◆ Directions for this task ◆
In the data below, find every line with the word "leaving" and copy it.

(Dataset entries)
○ ○ ○ ○ ○

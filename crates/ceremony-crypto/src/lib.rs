//! # Ceremony Crypto
//!
//! Content hashing and entropy generation for the Phase 2 trusted setup
//! coordinator. The actual MPC cryptography (`verifyFromInit`, `contribute`,
//! `beacon`, `exportVerifierAndVKey`) is out of scope for this workspace and
//! lives behind the opaque `ZKeyEngine` port in `ceremony-ports`; this crate
//! supplies the two concrete cryptographic primitives the core itself needs:
//!
//! | Module | Purpose |
//! |--------|---------|
//! | `hashing` | blake2b-512 digests of zkeys and transcripts |
//! | `beacon` | CSPRNG entropy for the finalization beacon |

#![warn(missing_docs)]

pub mod beacon;
pub mod errors;
pub mod hashing;

pub use beacon::{generate_beacon_hex, generate_entropy_hex, BEACON_LENGTH_BYTES};
pub use errors::CryptoError;
pub use hashing::{blake2b512_hex, StreamingHasher};

/// Crate version.
pub const VERSION: &str = env!("CARGO_PKG_VERSION");
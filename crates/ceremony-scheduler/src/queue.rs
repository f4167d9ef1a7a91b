//! Pure waiting-queue mechanics, operating directly on the
//! `WaitingQueue` embedded in a `Circuit`. No I/O; the async `Scheduler` in
//! `scheduler.rs` applies these inside a `MetaStore::mutate_circuit`
//! closure so the CAS write and the queue logic commit together.

use crate::errors::SchedulerError;
use shared_types::{ParticipantId, WaitingQueue, ZkeyIndex};

/// Admits `participant_id` to the tail of the queue. If the queue was
/// empty, it also becomes `current_contributor` — the caller is
/// responsible for promoting that participant's state in the same
/// transaction. Returns `true` iff the participant became the new head.
pub fn admit(queue: &mut WaitingQueue, participant_id: ParticipantId) -> bool {
    let becomes_head = queue.contributors.is_empty();
    queue.contributors.push(participant_id.clone());
    if becomes_head {
        queue.current_contributor = Some(participant_id);
    }
    becomes_head
}

/// Removes the head of the queue (must equal `leaving`), updates the
/// completed/failed counters, and promotes the new head if one exists.
/// Returns the new head, if any (the caller promotes its participant
/// state).
pub fn hand_off(
    queue: &mut WaitingQueue,
    leaving: &ParticipantId,
    valid: bool,
) -> Result<Option<ParticipantId>, SchedulerError> {
    if queue.contributors.is_empty() {
        return Err(SchedulerError::QueueEmpty);
    }
    let head = &queue.contributors[0];
    if head != leaving {
        return Err(SchedulerError::NotCurrentHead {
            expected: leaving.to_string(),
            actual: head.to_string(),
        });
    }

    queue.contributors.remove(0);
    if valid {
        queue.completed_contributions += 1;
    } else {
        queue.failed_contributions += 1;
    }

    queue.current_contributor = queue.contributors.first().cloned();
    Ok(queue.current_contributor.clone())
}

/// The `zkeyIndex` the *next* valid contribution to this circuit will be
/// assigned.
pub fn next_zkey_index(queue: &WaitingQueue) -> ZkeyIndex {
    ZkeyIndex::format(queue.completed_contributions + 1)
}

#[cfg(test)]
mod tests {
    use super::*;

    fn pid(s: &str) -> ParticipantId {
        ParticipantId::from(s)
    }

    #[test]
    fn admitting_to_empty_queue_becomes_head() {
        let mut q = WaitingQueue::default();
        assert!(admit(&mut q, pid("alice")));
        assert_eq!(q.current_contributor, Some(pid("alice")));
        assert!(q.is_consistent());
    }

    #[test]
    fn admitting_to_nonempty_queue_stays_queued() {
        let mut q = WaitingQueue::default();
        admit(&mut q, pid("alice"));
        assert!(!admit(&mut q, pid("bob")));
        assert_eq!(q.contributors, vec![pid("alice"), pid("bob")]);
        assert_eq!(q.current_contributor, Some(pid("alice")));
    }

    #[test]
    fn hand_off_promotes_fifo() {
        let mut q = WaitingQueue::default();
        admit(&mut q, pid("alice"));
        admit(&mut q, pid("bob"));

        let new_head = hand_off(&mut q, &pid("alice"), true).unwrap();
        assert_eq!(new_head, Some(pid("bob")));
        assert_eq!(q.completed_contributions, 1);
        assert!(q.is_consistent());
    }

    #[test]
    fn hand_off_on_last_contributor_empties_queue() {
        let mut q = WaitingQueue::default();
        admit(&mut q, pid("alice"));

        let new_head = hand_off(&mut q, &pid("alice"), false).unwrap();
        assert_eq!(new_head, None);
        assert_eq!(q.failed_contributions, 1);
        assert!(q.is_consistent());
    }

    #[test]
    fn hand_off_rejects_non_head_leaver() {
        let mut q = WaitingQueue::default();
        admit(&mut q, pid("alice"));
        admit(&mut q, pid("bob"));
        assert!(hand_off(&mut q, &pid("bob"), true).is_err());
    }

    #[test]
    fn genesis_then_first_contributor_index() {
        let q = WaitingQueue::default();
        assert_eq!(next_zkey_index(&q).as_str(), "00001");
    }
}
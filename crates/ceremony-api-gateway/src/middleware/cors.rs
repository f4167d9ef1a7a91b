//! CORS middleware. Wrapper around `tower_http`'s CORS layer.

use crate::domain::config::CorsConfig;
use tower_http::cors::{Any, CorsLayer as TowerCorsLayer};

pub fn create_cors_layer(config: &CorsConfig) -> TowerCorsLayer {
    if !config.enabled {
        return TowerCorsLayer::very_permissive();
    }

    if config.allowed_origins.iter().any(|o| o == "*") {
        TowerCorsLayer::new().allow_origin(Any)
    } else {
        let origins: Vec<_> = config.allowed_origins.iter().filter_map(|o| o.parse().ok()).collect();
        TowerCorsLayer::new().allow_origin(origins)
    }
}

○ ○ ○ ○ ○

◆ Expected answer ◆
/// Removes the head of the queue (must equal `leaving`), updates the
    leaving: &ParticipantId,
    if head != leaving {
            expected: leaving.to_string(),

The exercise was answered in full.